Description of the task – Starting at the line below holding "entries.retain(|_, e| e.window_start" and stopping at the line holding "address is used.", print every line exactly, both ends included, and leave the rest out.

Collected data
-=-=-

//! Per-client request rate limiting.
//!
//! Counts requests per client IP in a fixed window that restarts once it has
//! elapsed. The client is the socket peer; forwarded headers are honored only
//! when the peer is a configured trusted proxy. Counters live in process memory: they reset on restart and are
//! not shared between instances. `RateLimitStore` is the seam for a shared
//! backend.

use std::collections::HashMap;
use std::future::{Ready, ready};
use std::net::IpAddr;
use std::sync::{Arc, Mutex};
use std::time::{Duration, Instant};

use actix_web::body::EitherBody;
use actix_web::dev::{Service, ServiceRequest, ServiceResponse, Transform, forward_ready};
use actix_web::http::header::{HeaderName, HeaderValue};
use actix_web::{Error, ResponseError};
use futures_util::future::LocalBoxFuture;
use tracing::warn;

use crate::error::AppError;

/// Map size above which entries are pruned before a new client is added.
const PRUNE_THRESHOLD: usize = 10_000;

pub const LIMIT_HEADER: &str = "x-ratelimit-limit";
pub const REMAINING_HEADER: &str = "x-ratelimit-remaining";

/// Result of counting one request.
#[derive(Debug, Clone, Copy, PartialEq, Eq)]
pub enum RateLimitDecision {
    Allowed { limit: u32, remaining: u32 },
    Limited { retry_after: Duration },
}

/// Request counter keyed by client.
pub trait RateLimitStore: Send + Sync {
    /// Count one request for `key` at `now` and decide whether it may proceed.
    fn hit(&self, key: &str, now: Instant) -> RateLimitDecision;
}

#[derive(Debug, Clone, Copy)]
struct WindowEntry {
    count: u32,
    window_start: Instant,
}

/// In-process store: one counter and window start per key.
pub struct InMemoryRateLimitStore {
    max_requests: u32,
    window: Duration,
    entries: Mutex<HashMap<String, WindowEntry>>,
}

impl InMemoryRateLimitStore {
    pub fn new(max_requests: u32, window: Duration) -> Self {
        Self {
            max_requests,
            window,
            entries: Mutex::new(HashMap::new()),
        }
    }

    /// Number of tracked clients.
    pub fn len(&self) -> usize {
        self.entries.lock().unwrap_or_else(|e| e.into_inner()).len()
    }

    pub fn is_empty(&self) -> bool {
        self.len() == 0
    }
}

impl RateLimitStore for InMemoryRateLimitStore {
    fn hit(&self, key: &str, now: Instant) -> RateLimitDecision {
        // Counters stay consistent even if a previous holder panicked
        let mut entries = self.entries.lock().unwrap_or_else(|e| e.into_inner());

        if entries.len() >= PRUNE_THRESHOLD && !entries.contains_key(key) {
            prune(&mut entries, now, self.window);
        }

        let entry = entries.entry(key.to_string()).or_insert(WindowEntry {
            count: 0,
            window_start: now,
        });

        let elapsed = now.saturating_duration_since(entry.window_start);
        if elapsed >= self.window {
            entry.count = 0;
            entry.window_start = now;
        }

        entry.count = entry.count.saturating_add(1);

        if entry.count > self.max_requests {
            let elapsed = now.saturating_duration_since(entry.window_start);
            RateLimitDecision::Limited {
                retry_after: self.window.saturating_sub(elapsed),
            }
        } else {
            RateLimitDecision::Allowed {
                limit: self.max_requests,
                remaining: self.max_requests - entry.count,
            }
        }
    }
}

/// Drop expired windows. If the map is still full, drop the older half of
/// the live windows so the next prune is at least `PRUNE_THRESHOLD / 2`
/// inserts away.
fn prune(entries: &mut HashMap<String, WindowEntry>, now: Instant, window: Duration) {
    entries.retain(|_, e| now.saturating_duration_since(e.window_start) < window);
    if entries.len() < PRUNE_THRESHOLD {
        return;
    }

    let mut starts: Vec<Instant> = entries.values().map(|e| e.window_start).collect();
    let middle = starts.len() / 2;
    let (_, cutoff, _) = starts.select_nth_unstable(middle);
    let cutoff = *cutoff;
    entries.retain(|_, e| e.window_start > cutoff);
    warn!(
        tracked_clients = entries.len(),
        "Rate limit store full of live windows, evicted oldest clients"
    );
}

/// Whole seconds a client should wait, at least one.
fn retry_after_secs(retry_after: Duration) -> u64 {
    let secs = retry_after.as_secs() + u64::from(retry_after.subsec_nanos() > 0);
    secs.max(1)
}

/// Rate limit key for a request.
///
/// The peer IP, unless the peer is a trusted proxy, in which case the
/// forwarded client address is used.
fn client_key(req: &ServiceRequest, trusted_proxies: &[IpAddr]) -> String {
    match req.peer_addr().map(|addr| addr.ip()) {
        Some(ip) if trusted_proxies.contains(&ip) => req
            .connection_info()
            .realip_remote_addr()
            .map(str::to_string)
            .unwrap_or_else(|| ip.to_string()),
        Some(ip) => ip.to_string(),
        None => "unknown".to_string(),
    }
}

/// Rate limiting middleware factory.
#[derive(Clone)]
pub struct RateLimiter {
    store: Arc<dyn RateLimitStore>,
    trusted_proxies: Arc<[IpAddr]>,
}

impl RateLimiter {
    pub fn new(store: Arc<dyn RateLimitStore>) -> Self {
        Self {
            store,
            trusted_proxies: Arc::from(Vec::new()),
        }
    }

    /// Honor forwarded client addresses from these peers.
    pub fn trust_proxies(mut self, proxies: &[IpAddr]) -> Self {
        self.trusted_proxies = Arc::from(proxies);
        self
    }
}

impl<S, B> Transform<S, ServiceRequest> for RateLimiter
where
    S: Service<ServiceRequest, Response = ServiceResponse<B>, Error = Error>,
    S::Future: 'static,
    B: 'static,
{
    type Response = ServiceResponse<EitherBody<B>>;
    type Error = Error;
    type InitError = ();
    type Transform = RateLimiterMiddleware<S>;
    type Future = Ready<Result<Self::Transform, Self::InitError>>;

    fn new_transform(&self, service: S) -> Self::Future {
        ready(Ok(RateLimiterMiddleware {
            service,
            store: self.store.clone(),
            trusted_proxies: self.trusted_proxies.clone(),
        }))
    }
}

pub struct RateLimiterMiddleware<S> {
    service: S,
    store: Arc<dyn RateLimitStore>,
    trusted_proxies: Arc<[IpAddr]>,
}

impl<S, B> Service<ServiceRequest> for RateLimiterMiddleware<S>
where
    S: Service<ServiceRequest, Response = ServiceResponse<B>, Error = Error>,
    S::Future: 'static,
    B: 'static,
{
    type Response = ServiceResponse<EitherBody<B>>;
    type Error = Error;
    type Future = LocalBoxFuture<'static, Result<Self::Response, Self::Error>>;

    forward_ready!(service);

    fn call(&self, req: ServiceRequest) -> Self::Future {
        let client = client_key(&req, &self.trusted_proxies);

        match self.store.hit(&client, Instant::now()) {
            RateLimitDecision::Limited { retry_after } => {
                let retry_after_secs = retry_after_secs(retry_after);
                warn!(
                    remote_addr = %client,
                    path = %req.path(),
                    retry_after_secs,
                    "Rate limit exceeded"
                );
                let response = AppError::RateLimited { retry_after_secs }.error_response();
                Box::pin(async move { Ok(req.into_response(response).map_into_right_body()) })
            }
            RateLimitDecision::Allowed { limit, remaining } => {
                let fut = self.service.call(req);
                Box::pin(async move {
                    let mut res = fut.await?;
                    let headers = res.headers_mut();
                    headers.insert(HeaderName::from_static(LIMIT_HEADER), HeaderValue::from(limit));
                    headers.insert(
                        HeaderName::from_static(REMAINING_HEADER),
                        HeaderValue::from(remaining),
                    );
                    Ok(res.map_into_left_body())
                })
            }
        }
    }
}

-=-=-

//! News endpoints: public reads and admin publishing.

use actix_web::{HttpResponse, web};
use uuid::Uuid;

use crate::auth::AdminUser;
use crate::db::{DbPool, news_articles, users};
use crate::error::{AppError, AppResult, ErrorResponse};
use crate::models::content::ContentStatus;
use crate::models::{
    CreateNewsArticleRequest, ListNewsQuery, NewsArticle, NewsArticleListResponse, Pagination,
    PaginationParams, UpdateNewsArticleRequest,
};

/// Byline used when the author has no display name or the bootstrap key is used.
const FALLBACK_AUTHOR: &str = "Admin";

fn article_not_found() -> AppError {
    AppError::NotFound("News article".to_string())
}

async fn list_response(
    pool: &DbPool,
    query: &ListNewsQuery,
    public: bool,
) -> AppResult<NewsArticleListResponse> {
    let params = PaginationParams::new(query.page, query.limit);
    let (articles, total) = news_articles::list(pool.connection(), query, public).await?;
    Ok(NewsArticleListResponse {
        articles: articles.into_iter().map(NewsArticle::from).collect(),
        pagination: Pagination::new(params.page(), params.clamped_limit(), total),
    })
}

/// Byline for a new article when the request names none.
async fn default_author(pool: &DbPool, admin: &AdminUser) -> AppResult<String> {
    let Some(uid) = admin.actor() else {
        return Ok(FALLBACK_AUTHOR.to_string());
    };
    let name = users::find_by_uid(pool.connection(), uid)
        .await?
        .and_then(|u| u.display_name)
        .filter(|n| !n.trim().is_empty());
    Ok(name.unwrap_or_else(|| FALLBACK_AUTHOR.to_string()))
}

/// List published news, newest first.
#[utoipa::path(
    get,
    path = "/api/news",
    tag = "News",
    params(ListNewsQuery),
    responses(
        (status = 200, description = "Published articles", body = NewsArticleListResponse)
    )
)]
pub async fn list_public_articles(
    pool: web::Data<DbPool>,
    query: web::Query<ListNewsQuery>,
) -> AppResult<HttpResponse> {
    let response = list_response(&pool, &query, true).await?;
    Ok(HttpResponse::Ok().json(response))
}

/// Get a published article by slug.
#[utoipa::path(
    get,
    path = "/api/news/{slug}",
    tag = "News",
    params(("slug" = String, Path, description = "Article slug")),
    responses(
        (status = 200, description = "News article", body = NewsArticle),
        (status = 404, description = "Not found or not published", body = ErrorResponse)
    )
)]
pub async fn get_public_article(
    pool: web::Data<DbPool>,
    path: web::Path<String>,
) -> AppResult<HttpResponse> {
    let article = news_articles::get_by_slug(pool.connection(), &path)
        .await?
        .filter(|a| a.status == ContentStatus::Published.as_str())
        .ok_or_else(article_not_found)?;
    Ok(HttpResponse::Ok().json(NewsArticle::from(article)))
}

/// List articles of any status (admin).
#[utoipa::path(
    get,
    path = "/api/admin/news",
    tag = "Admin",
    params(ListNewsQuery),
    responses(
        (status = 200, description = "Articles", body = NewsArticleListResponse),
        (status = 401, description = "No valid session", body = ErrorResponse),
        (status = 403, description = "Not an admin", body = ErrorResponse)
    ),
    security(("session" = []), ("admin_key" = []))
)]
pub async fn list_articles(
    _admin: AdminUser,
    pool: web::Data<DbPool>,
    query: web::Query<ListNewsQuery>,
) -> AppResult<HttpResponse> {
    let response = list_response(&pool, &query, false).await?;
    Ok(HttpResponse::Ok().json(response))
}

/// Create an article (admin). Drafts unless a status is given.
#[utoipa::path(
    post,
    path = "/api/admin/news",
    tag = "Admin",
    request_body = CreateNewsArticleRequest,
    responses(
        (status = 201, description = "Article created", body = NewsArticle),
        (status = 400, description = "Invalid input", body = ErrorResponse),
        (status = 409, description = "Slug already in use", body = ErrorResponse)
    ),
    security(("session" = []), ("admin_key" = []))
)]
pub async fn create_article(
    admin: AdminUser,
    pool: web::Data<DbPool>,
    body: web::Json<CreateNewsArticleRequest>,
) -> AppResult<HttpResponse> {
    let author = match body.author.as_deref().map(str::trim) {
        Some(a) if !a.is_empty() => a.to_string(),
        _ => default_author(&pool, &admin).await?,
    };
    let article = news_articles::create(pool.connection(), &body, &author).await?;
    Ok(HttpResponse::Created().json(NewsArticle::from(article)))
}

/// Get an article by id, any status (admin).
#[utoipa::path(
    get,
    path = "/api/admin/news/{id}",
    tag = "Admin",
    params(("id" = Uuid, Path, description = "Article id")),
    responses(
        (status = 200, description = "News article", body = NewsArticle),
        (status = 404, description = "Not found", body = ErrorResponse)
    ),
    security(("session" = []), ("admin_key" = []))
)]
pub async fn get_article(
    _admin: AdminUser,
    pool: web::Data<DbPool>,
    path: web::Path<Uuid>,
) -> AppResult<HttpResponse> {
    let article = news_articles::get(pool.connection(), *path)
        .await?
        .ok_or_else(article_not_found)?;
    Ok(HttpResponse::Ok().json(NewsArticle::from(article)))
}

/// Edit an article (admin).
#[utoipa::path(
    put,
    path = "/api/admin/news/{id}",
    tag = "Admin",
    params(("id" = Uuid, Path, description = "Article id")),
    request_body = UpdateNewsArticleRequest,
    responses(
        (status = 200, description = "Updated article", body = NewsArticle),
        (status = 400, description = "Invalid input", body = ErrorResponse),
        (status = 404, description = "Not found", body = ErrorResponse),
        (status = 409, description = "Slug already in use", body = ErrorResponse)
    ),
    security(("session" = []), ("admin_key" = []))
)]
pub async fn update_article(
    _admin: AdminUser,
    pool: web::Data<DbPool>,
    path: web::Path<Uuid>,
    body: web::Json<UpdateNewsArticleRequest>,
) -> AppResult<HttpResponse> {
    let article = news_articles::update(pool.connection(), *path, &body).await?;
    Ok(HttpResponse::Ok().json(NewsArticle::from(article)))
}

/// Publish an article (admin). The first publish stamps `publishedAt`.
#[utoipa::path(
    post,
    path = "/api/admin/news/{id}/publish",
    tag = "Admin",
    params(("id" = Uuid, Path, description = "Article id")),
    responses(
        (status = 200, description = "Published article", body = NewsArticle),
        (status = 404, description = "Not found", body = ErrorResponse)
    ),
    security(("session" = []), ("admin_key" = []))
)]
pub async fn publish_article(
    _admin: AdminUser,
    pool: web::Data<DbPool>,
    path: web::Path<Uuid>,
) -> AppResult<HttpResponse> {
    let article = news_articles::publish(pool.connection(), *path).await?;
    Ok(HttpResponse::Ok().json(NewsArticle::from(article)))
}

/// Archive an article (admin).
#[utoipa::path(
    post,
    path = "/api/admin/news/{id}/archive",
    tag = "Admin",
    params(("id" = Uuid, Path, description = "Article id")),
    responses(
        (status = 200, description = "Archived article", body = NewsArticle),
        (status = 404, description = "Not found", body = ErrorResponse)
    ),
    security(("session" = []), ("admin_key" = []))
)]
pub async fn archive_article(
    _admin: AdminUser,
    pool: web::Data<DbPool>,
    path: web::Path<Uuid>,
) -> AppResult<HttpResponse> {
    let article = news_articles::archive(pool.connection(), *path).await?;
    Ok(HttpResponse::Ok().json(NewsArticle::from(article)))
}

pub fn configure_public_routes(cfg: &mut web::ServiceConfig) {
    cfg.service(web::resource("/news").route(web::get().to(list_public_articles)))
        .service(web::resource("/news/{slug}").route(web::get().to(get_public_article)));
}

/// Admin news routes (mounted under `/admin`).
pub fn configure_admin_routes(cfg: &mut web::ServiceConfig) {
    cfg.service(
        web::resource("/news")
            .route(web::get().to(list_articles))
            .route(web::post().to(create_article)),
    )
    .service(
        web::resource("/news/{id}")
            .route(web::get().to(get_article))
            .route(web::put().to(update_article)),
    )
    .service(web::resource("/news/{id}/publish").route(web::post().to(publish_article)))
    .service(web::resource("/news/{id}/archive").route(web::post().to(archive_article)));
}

-=-=-

Answer box –
    entries.retain(|_, e| e.window_start > cutoff);
    warn!(
        tracked_clients = entries.len(),
        "Rate limit store full of live windows, evicted oldest clients"
    );
}

/// Whole seconds a client should wait, at least one.
fn retry_after_secs(retry_after: Duration) -> u64 {
    let secs = retry_after.as_secs() + u64::from(retry_after.subsec_nanos() > 0);
    secs.max(1)
}

/// Rate limit key for a request.
///
/// The peer IP, unless the peer is a trusted proxy, in which case the
/// forwarded client address is used.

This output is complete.